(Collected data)
--- START ---

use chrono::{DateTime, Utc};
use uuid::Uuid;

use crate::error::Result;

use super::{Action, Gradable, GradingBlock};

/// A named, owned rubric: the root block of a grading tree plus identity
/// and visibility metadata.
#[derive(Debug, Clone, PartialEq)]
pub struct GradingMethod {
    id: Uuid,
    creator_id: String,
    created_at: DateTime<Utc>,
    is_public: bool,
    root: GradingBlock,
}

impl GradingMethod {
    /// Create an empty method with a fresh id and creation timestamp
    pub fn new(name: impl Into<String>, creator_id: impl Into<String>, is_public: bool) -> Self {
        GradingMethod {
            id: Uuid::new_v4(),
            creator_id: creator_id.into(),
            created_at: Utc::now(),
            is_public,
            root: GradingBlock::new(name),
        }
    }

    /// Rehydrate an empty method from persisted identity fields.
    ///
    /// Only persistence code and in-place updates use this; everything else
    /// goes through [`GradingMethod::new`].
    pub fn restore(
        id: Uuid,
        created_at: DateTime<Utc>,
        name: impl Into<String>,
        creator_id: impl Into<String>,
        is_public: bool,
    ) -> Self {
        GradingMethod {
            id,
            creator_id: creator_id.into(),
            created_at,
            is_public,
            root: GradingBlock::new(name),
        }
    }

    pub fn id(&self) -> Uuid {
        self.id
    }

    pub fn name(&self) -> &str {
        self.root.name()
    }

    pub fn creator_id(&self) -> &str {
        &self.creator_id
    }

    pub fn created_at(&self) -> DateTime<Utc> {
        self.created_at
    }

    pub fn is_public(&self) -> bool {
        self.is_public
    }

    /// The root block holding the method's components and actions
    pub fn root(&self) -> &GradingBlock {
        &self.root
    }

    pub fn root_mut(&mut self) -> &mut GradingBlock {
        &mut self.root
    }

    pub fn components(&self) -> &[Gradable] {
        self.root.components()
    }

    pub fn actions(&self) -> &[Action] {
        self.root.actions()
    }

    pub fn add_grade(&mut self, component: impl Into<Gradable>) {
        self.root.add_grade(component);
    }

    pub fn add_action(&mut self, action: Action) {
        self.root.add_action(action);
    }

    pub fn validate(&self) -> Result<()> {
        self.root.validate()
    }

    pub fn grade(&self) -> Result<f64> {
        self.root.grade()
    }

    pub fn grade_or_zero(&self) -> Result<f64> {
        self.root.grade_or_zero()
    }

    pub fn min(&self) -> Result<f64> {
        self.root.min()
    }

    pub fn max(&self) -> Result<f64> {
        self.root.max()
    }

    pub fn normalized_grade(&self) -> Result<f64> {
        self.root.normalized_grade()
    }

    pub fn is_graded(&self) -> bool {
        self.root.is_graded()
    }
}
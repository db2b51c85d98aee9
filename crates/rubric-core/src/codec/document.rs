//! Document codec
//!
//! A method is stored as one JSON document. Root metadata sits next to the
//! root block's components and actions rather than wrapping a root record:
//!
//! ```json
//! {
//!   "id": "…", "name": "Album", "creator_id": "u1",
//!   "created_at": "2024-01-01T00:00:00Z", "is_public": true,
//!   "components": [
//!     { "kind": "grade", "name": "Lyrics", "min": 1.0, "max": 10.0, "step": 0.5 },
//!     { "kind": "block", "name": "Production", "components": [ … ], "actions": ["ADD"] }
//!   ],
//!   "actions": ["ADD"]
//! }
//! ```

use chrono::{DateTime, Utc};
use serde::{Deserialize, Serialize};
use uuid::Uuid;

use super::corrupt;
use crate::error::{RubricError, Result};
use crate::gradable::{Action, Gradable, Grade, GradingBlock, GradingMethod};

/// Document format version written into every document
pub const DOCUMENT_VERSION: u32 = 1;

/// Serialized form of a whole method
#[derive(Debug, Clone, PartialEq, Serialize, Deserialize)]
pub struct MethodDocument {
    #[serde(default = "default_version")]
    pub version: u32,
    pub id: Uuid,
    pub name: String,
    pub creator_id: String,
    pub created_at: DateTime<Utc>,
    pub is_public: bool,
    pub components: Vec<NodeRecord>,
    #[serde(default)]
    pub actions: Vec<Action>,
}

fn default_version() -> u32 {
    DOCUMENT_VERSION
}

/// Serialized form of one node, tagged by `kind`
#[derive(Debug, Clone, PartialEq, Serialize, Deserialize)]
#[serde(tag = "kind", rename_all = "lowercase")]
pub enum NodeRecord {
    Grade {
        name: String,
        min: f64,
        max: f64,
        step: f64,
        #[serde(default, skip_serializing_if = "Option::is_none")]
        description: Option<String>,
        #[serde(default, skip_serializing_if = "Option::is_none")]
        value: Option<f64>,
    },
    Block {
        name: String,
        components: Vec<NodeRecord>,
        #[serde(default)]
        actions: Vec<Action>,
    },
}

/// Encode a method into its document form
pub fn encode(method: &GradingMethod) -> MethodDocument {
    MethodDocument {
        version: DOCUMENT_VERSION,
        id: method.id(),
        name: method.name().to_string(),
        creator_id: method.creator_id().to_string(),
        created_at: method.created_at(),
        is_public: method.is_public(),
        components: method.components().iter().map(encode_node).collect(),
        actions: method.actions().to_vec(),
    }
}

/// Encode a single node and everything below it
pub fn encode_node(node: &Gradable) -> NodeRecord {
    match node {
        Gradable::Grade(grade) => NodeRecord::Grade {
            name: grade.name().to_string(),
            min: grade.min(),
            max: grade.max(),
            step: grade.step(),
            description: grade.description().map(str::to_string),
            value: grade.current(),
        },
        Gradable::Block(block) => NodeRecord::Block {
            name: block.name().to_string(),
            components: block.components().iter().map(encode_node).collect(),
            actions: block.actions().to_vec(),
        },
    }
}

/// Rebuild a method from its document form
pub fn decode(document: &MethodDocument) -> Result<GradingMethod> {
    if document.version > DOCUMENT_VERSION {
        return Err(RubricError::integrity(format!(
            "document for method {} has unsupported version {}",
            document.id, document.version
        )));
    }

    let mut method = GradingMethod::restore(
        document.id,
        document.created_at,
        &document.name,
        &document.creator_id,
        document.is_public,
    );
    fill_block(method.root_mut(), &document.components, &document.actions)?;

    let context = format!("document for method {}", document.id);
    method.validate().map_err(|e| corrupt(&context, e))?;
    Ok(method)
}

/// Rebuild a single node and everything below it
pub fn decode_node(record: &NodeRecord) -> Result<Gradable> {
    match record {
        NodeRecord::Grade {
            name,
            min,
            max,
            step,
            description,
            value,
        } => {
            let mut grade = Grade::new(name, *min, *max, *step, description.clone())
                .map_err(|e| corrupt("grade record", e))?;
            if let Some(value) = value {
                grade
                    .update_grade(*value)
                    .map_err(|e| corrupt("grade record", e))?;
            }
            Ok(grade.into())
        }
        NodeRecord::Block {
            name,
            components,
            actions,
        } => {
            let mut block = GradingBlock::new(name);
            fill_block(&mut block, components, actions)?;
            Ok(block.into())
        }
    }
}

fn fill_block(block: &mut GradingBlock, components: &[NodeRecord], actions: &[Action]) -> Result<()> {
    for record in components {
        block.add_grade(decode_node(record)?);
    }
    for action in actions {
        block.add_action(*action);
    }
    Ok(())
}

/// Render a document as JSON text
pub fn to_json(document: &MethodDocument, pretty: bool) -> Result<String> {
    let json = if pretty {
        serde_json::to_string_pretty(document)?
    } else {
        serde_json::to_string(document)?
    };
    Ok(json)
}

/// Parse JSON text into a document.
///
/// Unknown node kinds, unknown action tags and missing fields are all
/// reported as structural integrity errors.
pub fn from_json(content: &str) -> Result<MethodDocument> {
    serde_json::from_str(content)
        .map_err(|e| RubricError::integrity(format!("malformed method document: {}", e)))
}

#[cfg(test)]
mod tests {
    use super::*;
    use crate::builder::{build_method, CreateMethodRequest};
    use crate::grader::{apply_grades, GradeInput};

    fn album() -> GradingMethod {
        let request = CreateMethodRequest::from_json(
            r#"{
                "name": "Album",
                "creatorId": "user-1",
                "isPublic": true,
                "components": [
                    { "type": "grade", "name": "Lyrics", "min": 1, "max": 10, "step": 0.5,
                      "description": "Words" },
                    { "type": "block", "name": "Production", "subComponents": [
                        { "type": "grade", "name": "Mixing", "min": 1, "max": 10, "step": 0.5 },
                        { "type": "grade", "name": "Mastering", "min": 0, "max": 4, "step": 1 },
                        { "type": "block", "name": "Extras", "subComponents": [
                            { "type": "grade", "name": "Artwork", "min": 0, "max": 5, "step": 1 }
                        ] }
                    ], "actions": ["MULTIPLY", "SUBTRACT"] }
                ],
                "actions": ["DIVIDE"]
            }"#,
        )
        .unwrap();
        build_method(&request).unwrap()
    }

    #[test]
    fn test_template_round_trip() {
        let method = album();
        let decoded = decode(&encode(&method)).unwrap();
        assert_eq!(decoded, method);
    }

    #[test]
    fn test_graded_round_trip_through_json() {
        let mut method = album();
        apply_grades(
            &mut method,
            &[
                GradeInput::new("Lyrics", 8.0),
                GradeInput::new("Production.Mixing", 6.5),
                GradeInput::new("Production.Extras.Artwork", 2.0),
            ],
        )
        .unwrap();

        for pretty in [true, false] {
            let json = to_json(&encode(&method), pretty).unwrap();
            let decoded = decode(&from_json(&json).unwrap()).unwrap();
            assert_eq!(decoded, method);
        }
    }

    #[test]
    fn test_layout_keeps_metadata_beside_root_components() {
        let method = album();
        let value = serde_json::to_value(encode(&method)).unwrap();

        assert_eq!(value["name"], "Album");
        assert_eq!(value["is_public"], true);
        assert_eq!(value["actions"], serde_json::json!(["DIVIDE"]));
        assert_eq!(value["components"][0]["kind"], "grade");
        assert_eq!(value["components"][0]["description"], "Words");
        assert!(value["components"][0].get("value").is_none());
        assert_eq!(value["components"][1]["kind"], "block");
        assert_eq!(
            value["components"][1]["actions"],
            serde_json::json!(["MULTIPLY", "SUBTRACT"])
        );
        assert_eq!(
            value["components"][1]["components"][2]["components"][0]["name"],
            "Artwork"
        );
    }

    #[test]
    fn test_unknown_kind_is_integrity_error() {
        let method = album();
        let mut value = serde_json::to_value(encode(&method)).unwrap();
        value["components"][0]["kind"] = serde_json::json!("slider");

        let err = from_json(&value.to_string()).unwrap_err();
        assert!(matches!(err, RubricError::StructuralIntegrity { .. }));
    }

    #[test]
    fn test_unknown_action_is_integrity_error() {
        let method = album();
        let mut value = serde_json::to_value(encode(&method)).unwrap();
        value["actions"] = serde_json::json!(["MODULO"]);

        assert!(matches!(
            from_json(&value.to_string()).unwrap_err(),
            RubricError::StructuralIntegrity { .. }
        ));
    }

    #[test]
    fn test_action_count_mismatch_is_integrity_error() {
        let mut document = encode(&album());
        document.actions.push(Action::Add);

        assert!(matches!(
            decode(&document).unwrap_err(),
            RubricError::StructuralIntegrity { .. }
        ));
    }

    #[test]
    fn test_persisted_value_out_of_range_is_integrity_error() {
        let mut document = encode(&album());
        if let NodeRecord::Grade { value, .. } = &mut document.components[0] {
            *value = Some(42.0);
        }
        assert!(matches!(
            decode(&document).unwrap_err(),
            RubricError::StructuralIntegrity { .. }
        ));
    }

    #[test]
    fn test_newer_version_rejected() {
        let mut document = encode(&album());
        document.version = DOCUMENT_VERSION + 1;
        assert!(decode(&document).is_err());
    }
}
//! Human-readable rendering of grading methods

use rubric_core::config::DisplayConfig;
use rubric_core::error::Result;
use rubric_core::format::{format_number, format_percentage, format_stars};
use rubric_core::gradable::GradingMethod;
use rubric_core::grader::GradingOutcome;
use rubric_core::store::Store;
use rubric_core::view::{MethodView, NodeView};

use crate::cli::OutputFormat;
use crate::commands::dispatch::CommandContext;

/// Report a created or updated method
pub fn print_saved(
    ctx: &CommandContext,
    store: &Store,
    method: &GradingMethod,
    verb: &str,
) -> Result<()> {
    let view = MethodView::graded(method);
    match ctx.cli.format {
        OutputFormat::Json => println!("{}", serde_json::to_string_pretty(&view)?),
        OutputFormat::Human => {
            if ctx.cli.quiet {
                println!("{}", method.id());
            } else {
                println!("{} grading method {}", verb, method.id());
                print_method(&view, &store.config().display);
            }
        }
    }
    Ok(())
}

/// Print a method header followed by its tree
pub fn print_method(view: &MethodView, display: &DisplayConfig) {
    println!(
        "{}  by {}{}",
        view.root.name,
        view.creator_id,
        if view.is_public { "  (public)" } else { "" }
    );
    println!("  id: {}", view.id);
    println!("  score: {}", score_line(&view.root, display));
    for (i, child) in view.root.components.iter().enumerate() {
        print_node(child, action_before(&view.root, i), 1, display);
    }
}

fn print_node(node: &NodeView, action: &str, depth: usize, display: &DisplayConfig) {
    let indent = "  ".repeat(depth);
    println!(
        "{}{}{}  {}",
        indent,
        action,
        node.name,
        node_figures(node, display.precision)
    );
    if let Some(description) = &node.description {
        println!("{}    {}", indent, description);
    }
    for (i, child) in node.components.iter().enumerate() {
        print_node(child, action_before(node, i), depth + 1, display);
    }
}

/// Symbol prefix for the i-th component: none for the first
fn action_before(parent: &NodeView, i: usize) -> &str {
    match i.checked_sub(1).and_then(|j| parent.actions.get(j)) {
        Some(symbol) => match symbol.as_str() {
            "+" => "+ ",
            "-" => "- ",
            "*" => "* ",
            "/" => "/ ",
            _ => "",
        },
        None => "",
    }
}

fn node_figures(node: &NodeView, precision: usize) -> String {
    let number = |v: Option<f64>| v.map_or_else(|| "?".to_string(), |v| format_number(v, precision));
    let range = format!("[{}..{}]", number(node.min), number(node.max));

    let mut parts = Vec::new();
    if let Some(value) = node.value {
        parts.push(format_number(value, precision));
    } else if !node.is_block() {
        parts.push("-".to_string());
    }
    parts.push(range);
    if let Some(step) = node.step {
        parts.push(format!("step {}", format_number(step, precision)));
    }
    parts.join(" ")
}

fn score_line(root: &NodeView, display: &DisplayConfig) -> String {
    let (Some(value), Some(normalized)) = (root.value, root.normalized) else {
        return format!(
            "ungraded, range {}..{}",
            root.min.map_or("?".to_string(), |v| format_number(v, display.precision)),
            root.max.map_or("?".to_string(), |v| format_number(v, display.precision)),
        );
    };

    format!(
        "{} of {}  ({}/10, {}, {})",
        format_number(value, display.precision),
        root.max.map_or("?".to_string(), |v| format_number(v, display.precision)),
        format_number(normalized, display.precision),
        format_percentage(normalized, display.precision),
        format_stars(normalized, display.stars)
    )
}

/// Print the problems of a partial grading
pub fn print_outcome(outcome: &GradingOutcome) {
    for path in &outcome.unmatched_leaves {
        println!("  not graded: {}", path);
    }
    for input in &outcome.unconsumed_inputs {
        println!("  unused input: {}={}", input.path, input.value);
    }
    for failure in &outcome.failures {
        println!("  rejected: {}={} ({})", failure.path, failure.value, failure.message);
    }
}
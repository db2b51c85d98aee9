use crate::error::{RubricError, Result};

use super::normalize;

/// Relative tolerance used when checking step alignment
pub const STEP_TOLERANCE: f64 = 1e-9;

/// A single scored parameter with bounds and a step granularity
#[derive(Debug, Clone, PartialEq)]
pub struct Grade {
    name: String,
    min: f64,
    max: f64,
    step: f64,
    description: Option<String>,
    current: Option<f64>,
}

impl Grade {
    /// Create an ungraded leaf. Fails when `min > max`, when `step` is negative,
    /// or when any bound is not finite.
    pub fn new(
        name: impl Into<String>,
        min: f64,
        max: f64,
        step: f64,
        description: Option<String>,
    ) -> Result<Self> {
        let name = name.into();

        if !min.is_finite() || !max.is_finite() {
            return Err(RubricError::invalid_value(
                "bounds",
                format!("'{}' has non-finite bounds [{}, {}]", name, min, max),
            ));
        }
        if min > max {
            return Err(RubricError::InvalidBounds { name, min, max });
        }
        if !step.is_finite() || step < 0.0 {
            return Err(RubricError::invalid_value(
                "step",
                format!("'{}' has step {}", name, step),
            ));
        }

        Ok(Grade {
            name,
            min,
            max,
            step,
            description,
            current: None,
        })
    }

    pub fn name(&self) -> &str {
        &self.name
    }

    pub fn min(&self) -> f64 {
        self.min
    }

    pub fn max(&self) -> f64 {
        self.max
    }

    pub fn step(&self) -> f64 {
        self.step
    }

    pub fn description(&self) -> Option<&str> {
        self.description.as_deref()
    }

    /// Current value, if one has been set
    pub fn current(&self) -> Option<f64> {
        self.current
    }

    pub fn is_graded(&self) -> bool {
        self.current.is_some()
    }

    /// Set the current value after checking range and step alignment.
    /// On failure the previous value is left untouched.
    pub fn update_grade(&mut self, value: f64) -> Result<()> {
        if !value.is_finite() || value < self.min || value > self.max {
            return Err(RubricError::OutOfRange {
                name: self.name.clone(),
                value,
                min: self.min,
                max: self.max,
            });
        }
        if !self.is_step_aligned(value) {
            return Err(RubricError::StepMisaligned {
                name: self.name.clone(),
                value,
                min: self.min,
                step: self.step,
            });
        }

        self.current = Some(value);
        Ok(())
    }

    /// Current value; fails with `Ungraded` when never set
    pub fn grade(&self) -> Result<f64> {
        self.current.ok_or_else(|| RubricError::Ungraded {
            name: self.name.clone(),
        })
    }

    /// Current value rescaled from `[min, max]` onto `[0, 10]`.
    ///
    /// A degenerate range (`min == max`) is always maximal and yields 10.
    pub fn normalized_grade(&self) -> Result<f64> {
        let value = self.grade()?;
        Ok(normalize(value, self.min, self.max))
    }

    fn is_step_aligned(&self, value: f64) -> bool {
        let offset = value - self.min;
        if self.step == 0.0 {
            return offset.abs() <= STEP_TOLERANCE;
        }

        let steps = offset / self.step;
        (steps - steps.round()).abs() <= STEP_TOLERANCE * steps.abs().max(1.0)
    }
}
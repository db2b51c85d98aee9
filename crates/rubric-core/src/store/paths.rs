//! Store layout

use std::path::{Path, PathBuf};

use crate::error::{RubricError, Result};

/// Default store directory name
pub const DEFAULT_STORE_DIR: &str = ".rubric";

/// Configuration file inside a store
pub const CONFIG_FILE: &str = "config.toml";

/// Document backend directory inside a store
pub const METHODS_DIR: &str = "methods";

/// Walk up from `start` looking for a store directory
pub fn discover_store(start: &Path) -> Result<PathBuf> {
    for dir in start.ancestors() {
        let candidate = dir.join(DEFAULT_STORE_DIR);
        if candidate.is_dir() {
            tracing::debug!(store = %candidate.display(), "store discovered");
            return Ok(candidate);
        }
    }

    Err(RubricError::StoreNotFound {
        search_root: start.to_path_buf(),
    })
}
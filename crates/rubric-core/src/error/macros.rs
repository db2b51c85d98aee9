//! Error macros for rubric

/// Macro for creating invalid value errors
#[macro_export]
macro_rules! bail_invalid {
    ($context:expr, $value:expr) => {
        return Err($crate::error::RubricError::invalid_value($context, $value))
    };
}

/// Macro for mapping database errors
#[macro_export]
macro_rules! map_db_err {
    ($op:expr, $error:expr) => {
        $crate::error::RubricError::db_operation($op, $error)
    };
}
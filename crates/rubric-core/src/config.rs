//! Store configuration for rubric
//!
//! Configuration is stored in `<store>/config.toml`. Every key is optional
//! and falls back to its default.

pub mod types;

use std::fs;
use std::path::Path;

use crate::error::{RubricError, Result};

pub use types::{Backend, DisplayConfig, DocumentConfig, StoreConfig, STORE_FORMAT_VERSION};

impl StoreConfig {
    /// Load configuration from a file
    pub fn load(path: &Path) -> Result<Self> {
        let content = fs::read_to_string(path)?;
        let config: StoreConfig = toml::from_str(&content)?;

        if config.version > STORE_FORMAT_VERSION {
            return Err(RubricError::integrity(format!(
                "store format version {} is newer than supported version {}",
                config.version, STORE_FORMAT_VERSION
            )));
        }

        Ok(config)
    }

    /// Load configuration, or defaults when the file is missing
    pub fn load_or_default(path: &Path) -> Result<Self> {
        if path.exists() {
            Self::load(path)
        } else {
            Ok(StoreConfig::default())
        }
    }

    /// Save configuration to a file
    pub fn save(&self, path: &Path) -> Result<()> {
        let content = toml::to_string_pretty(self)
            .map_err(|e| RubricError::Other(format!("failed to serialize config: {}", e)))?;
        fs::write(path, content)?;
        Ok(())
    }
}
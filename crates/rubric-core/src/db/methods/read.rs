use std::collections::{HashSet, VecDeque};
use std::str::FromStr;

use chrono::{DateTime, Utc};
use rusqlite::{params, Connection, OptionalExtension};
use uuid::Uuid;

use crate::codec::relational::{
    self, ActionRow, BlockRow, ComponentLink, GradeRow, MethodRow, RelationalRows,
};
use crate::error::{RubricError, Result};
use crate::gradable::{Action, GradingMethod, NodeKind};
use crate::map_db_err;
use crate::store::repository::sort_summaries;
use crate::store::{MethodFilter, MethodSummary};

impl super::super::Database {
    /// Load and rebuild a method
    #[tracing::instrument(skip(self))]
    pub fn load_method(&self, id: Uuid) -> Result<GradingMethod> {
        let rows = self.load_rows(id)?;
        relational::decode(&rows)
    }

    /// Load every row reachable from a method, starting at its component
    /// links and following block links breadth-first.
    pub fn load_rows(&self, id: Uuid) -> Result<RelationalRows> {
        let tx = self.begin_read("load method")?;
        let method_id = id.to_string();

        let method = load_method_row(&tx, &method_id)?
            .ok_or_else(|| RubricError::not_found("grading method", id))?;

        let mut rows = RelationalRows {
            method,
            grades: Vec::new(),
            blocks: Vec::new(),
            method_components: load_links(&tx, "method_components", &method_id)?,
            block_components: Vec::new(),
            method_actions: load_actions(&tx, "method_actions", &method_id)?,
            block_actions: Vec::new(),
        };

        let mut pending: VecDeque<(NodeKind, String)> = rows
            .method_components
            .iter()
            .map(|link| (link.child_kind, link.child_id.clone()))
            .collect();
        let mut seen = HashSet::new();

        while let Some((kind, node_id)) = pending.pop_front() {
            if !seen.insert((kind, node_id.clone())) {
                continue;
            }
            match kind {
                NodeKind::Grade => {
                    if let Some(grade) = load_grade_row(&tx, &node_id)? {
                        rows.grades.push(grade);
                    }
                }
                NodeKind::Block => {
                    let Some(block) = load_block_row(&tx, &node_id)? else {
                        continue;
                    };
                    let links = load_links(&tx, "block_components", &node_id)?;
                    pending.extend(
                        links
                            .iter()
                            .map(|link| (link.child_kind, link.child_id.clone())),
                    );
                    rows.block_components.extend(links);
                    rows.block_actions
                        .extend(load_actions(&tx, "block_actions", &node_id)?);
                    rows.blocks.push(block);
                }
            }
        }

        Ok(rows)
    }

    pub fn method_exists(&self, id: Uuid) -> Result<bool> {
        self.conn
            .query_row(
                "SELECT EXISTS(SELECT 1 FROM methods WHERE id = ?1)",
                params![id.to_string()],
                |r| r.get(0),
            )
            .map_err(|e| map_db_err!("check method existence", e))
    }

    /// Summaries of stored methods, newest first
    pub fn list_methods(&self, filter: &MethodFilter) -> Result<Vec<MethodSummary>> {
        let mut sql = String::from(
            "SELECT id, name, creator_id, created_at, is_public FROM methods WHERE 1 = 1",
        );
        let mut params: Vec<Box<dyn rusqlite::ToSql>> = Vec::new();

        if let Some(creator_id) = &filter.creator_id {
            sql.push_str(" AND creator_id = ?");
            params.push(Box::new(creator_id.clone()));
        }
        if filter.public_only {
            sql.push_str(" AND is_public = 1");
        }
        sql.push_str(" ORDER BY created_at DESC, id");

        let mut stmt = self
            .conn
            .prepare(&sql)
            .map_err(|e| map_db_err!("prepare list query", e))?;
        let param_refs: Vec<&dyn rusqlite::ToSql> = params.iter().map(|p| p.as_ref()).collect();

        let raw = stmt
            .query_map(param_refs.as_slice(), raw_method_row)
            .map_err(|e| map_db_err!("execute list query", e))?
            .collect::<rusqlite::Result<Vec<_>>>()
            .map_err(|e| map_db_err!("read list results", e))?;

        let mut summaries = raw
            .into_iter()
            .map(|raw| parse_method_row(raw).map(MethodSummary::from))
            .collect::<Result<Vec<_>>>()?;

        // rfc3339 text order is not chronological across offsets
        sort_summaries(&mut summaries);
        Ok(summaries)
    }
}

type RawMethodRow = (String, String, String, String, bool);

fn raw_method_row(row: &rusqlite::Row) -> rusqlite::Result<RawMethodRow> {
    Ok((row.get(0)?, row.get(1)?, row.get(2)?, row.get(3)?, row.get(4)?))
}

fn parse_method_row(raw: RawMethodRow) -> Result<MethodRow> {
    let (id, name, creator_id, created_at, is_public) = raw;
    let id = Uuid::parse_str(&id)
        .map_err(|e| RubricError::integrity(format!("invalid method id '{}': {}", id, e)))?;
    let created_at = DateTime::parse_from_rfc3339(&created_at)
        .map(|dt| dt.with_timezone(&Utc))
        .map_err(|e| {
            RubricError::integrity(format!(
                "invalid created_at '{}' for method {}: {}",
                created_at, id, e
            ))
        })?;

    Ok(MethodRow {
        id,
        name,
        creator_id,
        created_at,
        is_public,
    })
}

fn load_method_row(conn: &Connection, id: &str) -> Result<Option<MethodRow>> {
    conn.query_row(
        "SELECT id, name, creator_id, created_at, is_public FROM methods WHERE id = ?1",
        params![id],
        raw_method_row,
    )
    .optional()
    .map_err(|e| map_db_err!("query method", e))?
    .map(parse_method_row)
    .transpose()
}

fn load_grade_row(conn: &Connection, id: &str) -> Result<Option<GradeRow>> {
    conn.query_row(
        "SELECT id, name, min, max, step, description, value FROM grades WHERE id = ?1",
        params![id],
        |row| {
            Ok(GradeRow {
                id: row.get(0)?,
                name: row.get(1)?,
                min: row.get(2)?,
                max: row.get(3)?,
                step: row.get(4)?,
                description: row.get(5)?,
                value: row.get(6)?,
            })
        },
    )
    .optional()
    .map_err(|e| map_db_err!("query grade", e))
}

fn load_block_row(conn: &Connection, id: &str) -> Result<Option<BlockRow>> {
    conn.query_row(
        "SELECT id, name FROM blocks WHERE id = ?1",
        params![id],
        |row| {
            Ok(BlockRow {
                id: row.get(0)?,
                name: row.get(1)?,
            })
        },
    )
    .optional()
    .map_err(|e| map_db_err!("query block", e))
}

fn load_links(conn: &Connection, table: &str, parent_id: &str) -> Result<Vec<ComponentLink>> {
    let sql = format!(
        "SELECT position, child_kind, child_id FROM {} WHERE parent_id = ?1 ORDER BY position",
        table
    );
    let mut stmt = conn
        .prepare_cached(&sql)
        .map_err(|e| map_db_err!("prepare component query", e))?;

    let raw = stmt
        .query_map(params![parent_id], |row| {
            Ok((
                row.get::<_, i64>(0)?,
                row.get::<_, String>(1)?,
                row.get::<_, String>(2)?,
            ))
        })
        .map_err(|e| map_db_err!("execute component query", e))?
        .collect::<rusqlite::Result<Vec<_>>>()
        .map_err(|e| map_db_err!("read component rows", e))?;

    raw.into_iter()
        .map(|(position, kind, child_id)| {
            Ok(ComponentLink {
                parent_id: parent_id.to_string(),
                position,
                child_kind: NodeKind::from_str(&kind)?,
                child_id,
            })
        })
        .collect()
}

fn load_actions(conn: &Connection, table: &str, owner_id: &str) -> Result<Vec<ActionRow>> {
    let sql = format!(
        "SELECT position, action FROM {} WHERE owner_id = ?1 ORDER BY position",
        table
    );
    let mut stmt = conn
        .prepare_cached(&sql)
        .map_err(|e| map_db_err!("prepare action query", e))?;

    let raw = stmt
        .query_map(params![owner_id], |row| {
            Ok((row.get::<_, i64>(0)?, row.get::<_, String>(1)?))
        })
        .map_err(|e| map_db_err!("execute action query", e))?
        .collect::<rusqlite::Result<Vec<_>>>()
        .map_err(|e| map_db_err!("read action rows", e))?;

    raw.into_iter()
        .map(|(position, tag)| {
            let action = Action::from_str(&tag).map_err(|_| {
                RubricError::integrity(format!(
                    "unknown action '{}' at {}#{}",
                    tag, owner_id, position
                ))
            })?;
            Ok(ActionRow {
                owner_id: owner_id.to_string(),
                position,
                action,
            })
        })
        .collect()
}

--- END ---

*What to work on*
Once you have identified the lines above that contain "const", copy each of them.

*Output for this task*
pub const DOCUMENT_VERSION: u32 = 1;
pub const STEP_TOLERANCE: f64 = 1e-9;
pub const DEFAULT_STORE_DIR: &str = ".rubric";
pub const CONFIG_FILE: &str = "config.toml";
pub const METHODS_DIR: &str = "methods";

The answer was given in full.